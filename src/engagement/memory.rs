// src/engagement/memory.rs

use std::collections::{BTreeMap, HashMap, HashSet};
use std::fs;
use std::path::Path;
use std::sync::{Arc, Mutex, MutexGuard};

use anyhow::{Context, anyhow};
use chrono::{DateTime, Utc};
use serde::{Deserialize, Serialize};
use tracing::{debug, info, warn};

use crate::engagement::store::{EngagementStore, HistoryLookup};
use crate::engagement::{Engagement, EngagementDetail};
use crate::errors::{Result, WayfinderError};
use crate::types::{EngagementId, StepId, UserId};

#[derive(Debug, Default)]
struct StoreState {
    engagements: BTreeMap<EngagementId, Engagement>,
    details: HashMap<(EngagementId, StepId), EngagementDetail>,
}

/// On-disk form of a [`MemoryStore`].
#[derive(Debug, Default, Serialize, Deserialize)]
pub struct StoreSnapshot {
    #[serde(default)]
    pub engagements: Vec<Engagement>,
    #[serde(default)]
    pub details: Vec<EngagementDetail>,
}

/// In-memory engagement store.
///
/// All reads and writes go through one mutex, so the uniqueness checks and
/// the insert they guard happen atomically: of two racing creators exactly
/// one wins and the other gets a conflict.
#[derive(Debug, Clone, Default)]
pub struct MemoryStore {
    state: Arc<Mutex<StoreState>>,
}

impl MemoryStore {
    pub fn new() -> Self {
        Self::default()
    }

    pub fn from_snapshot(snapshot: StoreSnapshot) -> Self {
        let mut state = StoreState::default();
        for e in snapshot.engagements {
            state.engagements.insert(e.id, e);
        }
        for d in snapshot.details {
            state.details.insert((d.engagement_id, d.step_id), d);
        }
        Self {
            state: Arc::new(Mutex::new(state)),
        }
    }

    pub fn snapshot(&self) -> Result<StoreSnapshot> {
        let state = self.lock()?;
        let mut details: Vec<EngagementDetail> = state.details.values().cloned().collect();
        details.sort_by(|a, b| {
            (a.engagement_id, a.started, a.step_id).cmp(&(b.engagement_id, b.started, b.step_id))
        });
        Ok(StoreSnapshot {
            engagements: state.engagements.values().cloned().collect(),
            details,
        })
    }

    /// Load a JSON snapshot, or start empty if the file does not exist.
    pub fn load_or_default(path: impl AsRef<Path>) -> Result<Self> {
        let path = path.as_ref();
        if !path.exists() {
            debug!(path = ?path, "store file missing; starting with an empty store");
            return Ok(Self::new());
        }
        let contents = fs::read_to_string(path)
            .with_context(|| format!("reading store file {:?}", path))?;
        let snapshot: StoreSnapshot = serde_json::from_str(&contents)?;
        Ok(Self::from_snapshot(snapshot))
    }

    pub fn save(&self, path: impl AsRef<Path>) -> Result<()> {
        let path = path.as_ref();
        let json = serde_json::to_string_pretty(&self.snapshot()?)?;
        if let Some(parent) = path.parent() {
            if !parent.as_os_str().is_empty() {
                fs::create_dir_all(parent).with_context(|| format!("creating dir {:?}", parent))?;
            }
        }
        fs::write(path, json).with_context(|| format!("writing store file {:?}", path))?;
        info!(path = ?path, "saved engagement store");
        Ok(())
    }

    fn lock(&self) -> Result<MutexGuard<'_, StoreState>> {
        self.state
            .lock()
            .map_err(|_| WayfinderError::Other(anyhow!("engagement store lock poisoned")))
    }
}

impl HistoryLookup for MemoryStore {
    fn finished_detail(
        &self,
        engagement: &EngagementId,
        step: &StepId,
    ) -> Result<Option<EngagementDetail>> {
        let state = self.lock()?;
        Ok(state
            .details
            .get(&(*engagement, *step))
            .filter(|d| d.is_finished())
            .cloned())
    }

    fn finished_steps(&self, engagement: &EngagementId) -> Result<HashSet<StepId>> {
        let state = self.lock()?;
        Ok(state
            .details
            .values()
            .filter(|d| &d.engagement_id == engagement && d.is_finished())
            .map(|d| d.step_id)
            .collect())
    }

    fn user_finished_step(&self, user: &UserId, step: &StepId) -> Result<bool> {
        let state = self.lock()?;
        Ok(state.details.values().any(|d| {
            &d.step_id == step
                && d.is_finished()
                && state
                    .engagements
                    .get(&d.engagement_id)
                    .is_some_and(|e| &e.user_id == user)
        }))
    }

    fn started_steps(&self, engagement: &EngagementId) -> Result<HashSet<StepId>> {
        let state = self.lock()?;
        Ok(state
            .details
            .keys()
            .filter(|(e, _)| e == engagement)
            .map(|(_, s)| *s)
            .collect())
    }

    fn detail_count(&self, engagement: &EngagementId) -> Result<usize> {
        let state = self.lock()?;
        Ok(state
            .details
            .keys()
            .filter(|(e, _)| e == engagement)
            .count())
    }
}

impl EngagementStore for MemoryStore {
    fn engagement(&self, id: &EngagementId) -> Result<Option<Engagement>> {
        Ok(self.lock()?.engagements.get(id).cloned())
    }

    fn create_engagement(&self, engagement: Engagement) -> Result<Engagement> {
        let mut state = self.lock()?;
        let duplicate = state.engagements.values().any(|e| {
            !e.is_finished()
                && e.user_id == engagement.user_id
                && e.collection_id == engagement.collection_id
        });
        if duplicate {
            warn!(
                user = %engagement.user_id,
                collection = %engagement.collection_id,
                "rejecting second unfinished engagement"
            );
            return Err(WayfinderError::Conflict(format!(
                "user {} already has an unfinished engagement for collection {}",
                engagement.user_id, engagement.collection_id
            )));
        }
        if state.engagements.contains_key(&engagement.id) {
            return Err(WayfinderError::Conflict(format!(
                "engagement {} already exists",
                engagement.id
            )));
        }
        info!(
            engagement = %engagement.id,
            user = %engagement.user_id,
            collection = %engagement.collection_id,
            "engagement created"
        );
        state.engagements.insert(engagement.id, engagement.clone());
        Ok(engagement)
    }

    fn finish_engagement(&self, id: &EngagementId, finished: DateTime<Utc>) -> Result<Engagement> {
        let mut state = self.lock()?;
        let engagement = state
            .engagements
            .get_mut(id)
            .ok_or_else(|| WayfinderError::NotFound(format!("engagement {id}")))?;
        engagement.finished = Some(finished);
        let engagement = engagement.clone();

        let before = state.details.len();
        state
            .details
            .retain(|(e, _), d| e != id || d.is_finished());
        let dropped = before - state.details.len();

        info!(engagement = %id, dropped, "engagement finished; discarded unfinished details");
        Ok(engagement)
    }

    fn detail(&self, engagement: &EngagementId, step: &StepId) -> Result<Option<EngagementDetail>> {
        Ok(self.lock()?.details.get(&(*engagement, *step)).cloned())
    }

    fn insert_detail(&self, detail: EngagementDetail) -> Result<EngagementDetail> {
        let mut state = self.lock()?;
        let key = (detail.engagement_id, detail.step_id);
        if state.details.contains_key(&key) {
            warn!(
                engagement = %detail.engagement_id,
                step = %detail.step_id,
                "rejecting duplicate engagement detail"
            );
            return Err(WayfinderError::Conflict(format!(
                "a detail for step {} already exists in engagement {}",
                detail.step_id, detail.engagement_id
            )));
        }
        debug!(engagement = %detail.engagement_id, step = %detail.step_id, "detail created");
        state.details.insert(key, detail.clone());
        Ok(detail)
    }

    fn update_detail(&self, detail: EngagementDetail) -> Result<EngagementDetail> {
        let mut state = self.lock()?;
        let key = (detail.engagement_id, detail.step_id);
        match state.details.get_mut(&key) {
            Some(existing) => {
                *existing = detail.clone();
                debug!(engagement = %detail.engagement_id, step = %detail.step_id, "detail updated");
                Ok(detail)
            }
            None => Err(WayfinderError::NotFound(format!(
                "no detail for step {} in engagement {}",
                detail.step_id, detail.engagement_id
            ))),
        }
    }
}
........
- Work instructions: Write down every line of the data above that includes the string "derive".

- Completed exercise:
#[derive(Debug, Default)]
#[derive(Debug, Default, Serialize, Deserialize)]
#[derive(Debug, Clone, Default)]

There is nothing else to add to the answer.